= Beginning of Section =

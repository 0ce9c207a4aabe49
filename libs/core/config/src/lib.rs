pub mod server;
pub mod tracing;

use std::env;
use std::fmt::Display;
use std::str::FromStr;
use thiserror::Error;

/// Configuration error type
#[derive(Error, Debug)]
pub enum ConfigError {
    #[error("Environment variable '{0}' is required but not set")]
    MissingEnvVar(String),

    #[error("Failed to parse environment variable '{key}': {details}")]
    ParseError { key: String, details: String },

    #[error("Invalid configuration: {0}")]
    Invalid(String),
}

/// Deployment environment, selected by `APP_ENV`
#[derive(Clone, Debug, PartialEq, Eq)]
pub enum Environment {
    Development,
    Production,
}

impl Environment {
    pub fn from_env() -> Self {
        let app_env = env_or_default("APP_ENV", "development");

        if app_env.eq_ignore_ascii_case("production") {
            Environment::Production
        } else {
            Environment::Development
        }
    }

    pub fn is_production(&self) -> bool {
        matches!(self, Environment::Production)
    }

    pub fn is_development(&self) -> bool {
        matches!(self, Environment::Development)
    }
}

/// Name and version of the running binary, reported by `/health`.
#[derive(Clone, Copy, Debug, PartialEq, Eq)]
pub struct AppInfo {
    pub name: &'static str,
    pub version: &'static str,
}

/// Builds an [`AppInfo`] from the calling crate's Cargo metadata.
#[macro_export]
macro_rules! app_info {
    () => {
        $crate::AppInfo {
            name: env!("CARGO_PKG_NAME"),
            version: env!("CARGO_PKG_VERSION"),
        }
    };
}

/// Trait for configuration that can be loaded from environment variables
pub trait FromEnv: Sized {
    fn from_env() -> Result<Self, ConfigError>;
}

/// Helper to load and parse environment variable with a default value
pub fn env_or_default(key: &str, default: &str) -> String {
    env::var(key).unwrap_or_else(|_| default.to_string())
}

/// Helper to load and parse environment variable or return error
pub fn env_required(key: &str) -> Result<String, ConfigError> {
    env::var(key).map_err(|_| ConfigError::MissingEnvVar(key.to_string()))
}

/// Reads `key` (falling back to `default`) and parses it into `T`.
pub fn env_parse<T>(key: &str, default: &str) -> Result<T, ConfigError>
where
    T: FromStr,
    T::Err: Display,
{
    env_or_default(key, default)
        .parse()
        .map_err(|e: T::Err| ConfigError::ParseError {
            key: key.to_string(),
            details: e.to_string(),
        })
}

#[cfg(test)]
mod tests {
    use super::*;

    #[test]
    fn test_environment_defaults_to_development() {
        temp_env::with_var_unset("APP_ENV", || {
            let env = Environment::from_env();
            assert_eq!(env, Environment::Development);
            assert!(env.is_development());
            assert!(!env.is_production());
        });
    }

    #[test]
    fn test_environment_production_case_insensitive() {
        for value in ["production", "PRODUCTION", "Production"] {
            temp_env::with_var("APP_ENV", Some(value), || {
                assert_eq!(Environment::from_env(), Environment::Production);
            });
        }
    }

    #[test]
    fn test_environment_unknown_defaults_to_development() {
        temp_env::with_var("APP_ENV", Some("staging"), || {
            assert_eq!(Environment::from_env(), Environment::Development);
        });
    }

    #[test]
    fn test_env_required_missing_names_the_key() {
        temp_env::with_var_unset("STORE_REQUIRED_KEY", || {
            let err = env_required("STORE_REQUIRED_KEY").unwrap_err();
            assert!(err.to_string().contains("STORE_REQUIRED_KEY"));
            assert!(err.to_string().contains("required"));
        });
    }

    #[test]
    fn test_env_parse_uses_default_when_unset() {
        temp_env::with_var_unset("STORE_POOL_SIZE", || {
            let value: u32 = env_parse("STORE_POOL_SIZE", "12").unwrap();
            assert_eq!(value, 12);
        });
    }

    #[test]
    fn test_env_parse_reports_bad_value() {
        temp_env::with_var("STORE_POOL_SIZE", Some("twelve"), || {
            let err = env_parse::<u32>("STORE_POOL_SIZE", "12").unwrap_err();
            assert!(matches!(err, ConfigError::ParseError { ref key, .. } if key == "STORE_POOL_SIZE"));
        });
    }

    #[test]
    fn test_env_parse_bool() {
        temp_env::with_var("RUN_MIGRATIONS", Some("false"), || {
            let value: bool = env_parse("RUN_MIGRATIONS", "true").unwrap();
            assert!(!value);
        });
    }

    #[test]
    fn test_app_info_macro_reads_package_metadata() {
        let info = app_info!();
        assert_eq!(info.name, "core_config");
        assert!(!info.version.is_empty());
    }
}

= End of Section =

→ **What to work on**: The lines to return begin at the first line of the records and end at the line holding "#[derive(Error, Debug)]"; please return them exactly, including both, and nothing beyond.

→ **Answer area**:
repository 0ce9c207a4aabe49
filename libs/core/config/src/lib.rs
pub mod server;
pub mod tracing;

use std::env;
use std::fmt::Display;
use std::str::FromStr;
use thiserror::Error;

/// Configuration error type
#[derive(Error, Debug)]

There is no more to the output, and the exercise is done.